All the way to the restaurant, Ames continued to pick at him with questions about his past, his family, his work and his life in New York. He answered truthfully when he could and skirted around the edges of stickier questions. But the longer they were on the road, the more he sensed tension and nervousness radiating from Ames. Her tone seemed increasingly short, and she fidgeted in her seat.

Nick glanced at her, noting the tight lines at the corners of her mouth, and finally he asked point-blank, “Is there something wrong?”

“Turn here.” Ames pointed out the sign for Shandy’s, which was indeed on a small river, more like a creek.

Nick obeyed, pulling the car to a stop in the parking lot before turning to her. “Have I said or done something to upset you?” He thought of the previous night, his hands gripping her ass and his tongue plunging into her mouth. Yeah, that probably had something to do with her mood. She may have brushed it off as no big deal, but encounters like that had a way of coloring a “friendship”.

Ames frowned, her brows knitted together in a way that was ridiculously adorable. What the hell was the matter with him that he kept getting distracted by little details like that?

She looked as though she would answer but instead got out of the car and walked quickly toward the restaurant, across the gravel lot.

Yup. Pissed off. He’d met drama queens and entitled women, and he would have bet Ames wasn’t one of their ranks, but he’d been wrong about character before. Exhibit A, her goddamned brother.

Stifling a sigh, he followed her into the restaurant, a place cluttered with red-and-white-checked tablecloths and wide windows overlooking the river. There seemed to be some kind of fish and gristmill theme to it and the blackboard showed a list of standard food—upscale from a diner, but probably not as good as a place like the Back Porch.

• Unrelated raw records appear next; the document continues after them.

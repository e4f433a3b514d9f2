//! Execution update fan-out.
//!
//! Every mutation of an execution is queued here in the order it was made.
//! Whichever caller finds the queue idle delivers it; updates queued while a
//! delivery is running, including ones queued from inside a listener, are
//! delivered by that same caller after the current snapshot has reached every
//! observer. A terminal snapshot is the last one delivered and releases the
//! execution's registrations.

use std::collections::VecDeque;
use std::sync::{Arc, Mutex, MutexGuard};

use dashmap::DashMap;
use tokio::sync::broadcast;
use uuid::Uuid;

use crate::execution::Execution;

/// Callback invoked with a read-only snapshot after each update.
pub type Listener = Arc<dyn Fn(&Execution) + Send + Sync>;

/// Registrations and undelivered updates of one execution.
#[derive(Default)]
struct Outbox {
    listeners: Vec<Listener>,
    sender: Option<broadcast::Sender<Execution>>,
    pending: VecDeque<Execution>,
    delivering: bool,
    closed: bool,
}

type SharedOutbox = Arc<Mutex<Outbox>>;

fn lock(outbox: &Mutex<Outbox>) -> MutexGuard<'_, Outbox> {
    outbox.lock().unwrap_or_else(|e| e.into_inner())
}

/// Per-execution listener lists and update channels.
pub struct Notifier {
    outboxes: DashMap<Uuid, SharedOutbox>,
    buffer: usize,
}

impl Notifier {
    /// Create a notifier whose channels buffer `buffer` updates.
    pub fn new(buffer: usize) -> Self {
        Self {
            outboxes: DashMap::new(),
            buffer: buffer.max(1),
        }
    }

    /// Start accepting registrations and updates for an execution.
    pub fn open(&self, execution_id: Uuid) {
        self.outboxes.entry(execution_id).or_default();
    }

    fn outbox(&self, execution_id: Uuid) -> Option<SharedOutbox> {
        self.outboxes
            .get(&execution_id)
            .map(|entry| entry.value().clone())
    }

    /// Register a listener. Returns false if the execution is not open.
    pub fn subscribe(&self, execution_id: Uuid, listener: Listener) -> bool {
        let Some(outbox) = self.outbox(execution_id) else {
            return false;
        };
        let mut state = lock(&outbox);
        if state.closed {
            return false;
        }
        state.listeners.push(listener);
        true
    }

    /// Remove one registration of `listener`. Returns false if none matched.
    pub fn unsubscribe(&self, execution_id: Uuid, listener: &Listener) -> bool {
        let Some(outbox) = self.outbox(execution_id) else {
            return false;
        };
        let mut state = lock(&outbox);
        let Some(pos) = state.listeners.iter().position(|l| same_listener(l, listener)) else {
            return false;
        };
        state.listeners.remove(pos);
        true
    }

    /// Number of live listener registrations for an execution.
    pub fn listener_count(&self, execution_id: Uuid) -> usize {
        self.outbox(execution_id)
            .map(|outbox| lock(&outbox).listeners.len())
            .unwrap_or(0)
    }

    /// Open an update channel for an execution. Dropping the receiver unsubscribes.
    pub fn watch(&self, execution_id: Uuid) -> Option<broadcast::Receiver<Execution>> {
        let outbox = self.outbox(execution_id)?;
        let mut state = lock(&outbox);
        if state.closed {
            return None;
        }
        let buffer = self.buffer;
        Some(
            state
                .sender
                .get_or_insert_with(|| broadcast::channel(buffer).0)
                .subscribe(),
        )
    }

    /// Queue a snapshot for delivery. Returns false if the execution is not open.
    pub fn enqueue(&self, execution: &Execution) -> bool {
        let Some(outbox) = self.outbox(execution.id) else {
            return false;
        };
        let mut state = lock(&outbox);
        if state.closed {
            return false;
        }
        state.pending.push_back(execution.clone());
        true
    }

    /// Queue a snapshot and deliver everything pending.
    pub fn publish(&self, execution: &Execution) {
        if self.enqueue(execution) {
            self.deliver(execution.id);
        }
    }

    /// Deliver pending snapshots in order, unless another caller already is.
    pub fn deliver(&self, execution_id: Uuid) {
        let Some(outbox) = self.outbox(execution_id) else {
            return;
        };
        {
            let mut state = lock(&outbox);
            if state.delivering {
                return;
            }
            state.delivering = true;
        }

        loop {
            let (snapshot, listeners, sender) = {
                let mut state = lock(&outbox);
                match state.pending.pop_front() {
                    Some(snapshot) if !state.closed => {
                        (snapshot, state.listeners.clone(), state.sender.clone())
                    }
                    _ => {
                        state.delivering = false;
                        return;
                    }
                }
            };

            for listener in &listeners {
                // Skip listeners removed by an earlier listener of this round.
                if is_registered(&outbox, listener) {
                    listener(&snapshot);
                }
            }

            if let Some(sender) = sender {
                // No receivers left is fine.
                let _ = sender.send(snapshot.clone());
            }

            tracing::trace!(
                execution_id = %snapshot.id,
                status = %snapshot.status,
                listeners = listeners.len(),
                "Execution update published"
            );

            if snapshot.status.is_terminal() {
                self.release(execution_id);
                return;
            }
        }
    }

    /// Drop every registration and undelivered update of an execution.
    pub fn release(&self, execution_id: Uuid) {
        if let Some((_, outbox)) = self.outboxes.remove(&execution_id) {
            let mut state = lock(&outbox);
            state.closed = true;
            state.listeners.clear();
            state.pending.clear();
            state.sender = None;
        }
    }
}

impl Default for Notifier {
    fn default() -> Self {
        Self::new(128)
    }
}

fn is_registered(outbox: &Mutex<Outbox>, listener: &Listener) -> bool {
    lock(outbox)
        .listeners
        .iter()
        .any(|l| same_listener(l, listener))
}

/// Listener identity is the identity of its allocation.
fn same_listener(a: &Listener, b: &Listener) -> bool {
    std::ptr::eq(Arc::as_ptr(a) as *const (), Arc::as_ptr(b) as *const ())
}

#[cfg(test)]
mod tests {
    use super::*;
    use crate::execution::{ExecutionStatus, TriggerKind};
    use crate::flow::FlowDefinition;
    use flow_processors::{Step, StepKind};
    use std::collections::HashMap;
    use std::sync::atomic::{AtomicUsize, Ordering};

    fn execution() -> Execution {
        let flow = FlowDefinition::new("f", "F", vec![Step::new("a", "A", StepKind::Delay)]);
        Execution::new(&flow, TriggerKind::Manual, HashMap::new(), "tester")
    }

    fn opened() -> (Notifier, Execution) {
        let notifier = Notifier::default();
        let exec = execution();
        notifier.open(exec.id);
        (notifier, exec)
    }

    fn counting_listener(counter: &Arc<AtomicUsize>) -> Listener {
        let counter = counter.clone();
        Arc::new(move |_: &Execution| {
            counter.fetch_add(1, Ordering::SeqCst);
        })
    }

    fn recording_listener(seen: &Arc<Mutex<Vec<ExecutionStatus>>>) -> Listener {
        let seen = seen.clone();
        Arc::new(move |e: &Execution| seen.lock().unwrap().push(e.status))
    }

    #[test]
    fn test_publish_reaches_listeners() {
        let (notifier, exec) = opened();
        let hits = Arc::new(AtomicUsize::new(0));

        assert!(notifier.subscribe(exec.id, counting_listener(&hits)));
        notifier.publish(&exec);
        notifier.publish(&exec);
        assert_eq!(hits.load(Ordering::SeqCst), 2);
    }

    #[test]
    fn test_double_subscribe_single_unsubscribe() {
        let (notifier, exec) = opened();
        let hits = Arc::new(AtomicUsize::new(0));
        let listener = counting_listener(&hits);

        notifier.subscribe(exec.id, listener.clone());
        notifier.subscribe(exec.id, listener.clone());
        assert!(notifier.unsubscribe(exec.id, &listener));
        assert_eq!(notifier.listener_count(exec.id), 1);

        notifier.publish(&exec);
        assert_eq!(hits.load(Ordering::SeqCst), 1);

        assert!(notifier.unsubscribe(exec.id, &listener));
        assert!(!notifier.unsubscribe(exec.id, &listener));
        assert_eq!(notifier.listener_count(exec.id), 0);
    }

    #[test]
    fn test_unsubscribe_matches_identity_only() {
        let (notifier, exec) = opened();
        let hits = Arc::new(AtomicUsize::new(0));
        let registered = counting_listener(&hits);
        let other = counting_listener(&hits);

        notifier.subscribe(exec.id, registered);
        assert!(!notifier.unsubscribe(exec.id, &other));
        assert_eq!(notifier.listener_count(exec.id), 1);
    }

    #[test]
    fn test_listener_may_unsubscribe_itself() {
        let notifier = Arc::new(Notifier::default());
        let exec = execution();
        notifier.open(exec.id);
        let slot: Arc<Mutex<Option<Listener>>> = Arc::default();

        let listener: Listener = {
            let notifier = notifier.clone();
            let slot = slot.clone();
            Arc::new(move |e: &Execution| {
                if let Some(me) = slot.lock().unwrap().take() {
                    notifier.unsubscribe(e.id, &me);
                }
            })
        };
        *slot.lock().unwrap() = Some(listener.clone());

        notifier.subscribe(exec.id, listener);
        notifier.publish(&exec);
        assert_eq!(notifier.listener_count(exec.id), 0);
    }

    #[test]
    fn test_update_published_from_listener_keeps_order() {
        let notifier = Arc::new(Notifier::default());
        let exec = execution();
        notifier.open(exec.id);

        let mut cancelled = exec.clone();
        assert!(cancelled.transition(ExecutionStatus::Cancelled));

        let reentrant: Listener = {
            let notifier = notifier.clone();
            Arc::new(move |e: &Execution| {
                if e.status == ExecutionStatus::Pending {
                    notifier.publish(&cancelled);
                }
            })
        };
        let seen: Arc<Mutex<Vec<ExecutionStatus>>> = Arc::default();
        let mut rx = notifier.watch(exec.id).unwrap();

        notifier.subscribe(exec.id, reentrant);
        notifier.subscribe(exec.id, recording_listener(&seen));
        notifier.publish(&exec);

        assert_eq!(
            *seen.lock().unwrap(),
            vec![ExecutionStatus::Pending, ExecutionStatus::Cancelled]
        );
        assert_eq!(rx.try_recv().unwrap().status, ExecutionStatus::Pending);
        assert_eq!(rx.try_recv().unwrap().status, ExecutionStatus::Cancelled);

        // the terminal update released the execution
        assert_eq!(notifier.listener_count(exec.id), 0);
    }

    #[test]
    fn test_registration_refused_once_released() {
        let (notifier, mut exec) = opened();
        let hits = Arc::new(AtomicUsize::new(0));

        assert!(exec.transition(ExecutionStatus::Cancelled));
        notifier.publish(&exec);

        assert!(!notifier.subscribe(exec.id, counting_listener(&hits)));
        assert!(notifier.watch(exec.id).is_none());
        assert_eq!(notifier.listener_count(exec.id), 0);

        // nothing is delivered after the terminal update
        notifier.publish(&exec);
        assert_eq!(hits.load(Ordering::SeqCst), 0);

        let unknown = Uuid::new_v4();
        assert!(!notifier.subscribe(unknown, counting_listener(&hits)));
        assert!(!notifier.enqueue(&execution()));
    }

    #[test]
    fn test_watch_receives_snapshots() {
        let notifier = Notifier::new(4);
        let mut exec = execution();
        notifier.open(exec.id);
        let mut rx = notifier.watch(exec.id).unwrap();

        notifier.publish(&exec);
        exec.transition(ExecutionStatus::Running);
        notifier.publish(&exec);

        tokio_test::block_on(async {
            assert_eq!(rx.recv().await.unwrap().status, ExecutionStatus::Pending);
            assert_eq!(rx.recv().await.unwrap().status, ExecutionStatus::Running);

            notifier.release(exec.id);
            assert!(rx.recv().await.is_err());
        });
    }
}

“A quiet corner, please.” She managed a smile for the hostess, who smiled back and winked.

“Sure thing, Ames.”

Of course she knew the woman. Everyone knew everyone else in this little corner of the world, and he was a moron for going out in public. At least she didn’t introduce him. In fact, she didn’t seem to even acknowledge his presence as he followed her.

The hostess took Ames at her word about quiet. The front tables of the place were bustling, and she put them far across the dining room at a back corner, a sort of no-man’s-land. He grabbed the chair against the wall, facing the room. Old tricks he’d learned from Dad and bad movies.

Once the hostess left, he waited for Ames to pick up the vinyl-covered menu, but she didn’t. She leaned across the table.

“Look. I suck at playing games,” she said in a low voice.

“Okay.” So this was definitely about last night. She wanted to discuss what had happened. Nick braced for an at-length discussion of what those kisses had meant.

“I’m probably an idiot for telling you this, but I’m just going to lay it out there.”

Oh crap, this was worse than he’d thought. She’d developed some sort of “feelings” for him. Although probably that wasn’t true, because at the moment, she seemed annoyed with him. That should have been a relief.

It wasn’t.

He waited, drumming his fingers on the table.

“I know who you are and that you have some sort of connection to my brother.”

“Huh?” He was so shocked he couldn’t breathe for a moment. His fingers went still.

“Don’t deny it. I found you on the Internet. I may be small-town, but I ain’t dumb, Nick Rossi. I saw pictures of you.”

His first thought was, I’m in trouble. His second: and so is Ames Jensen.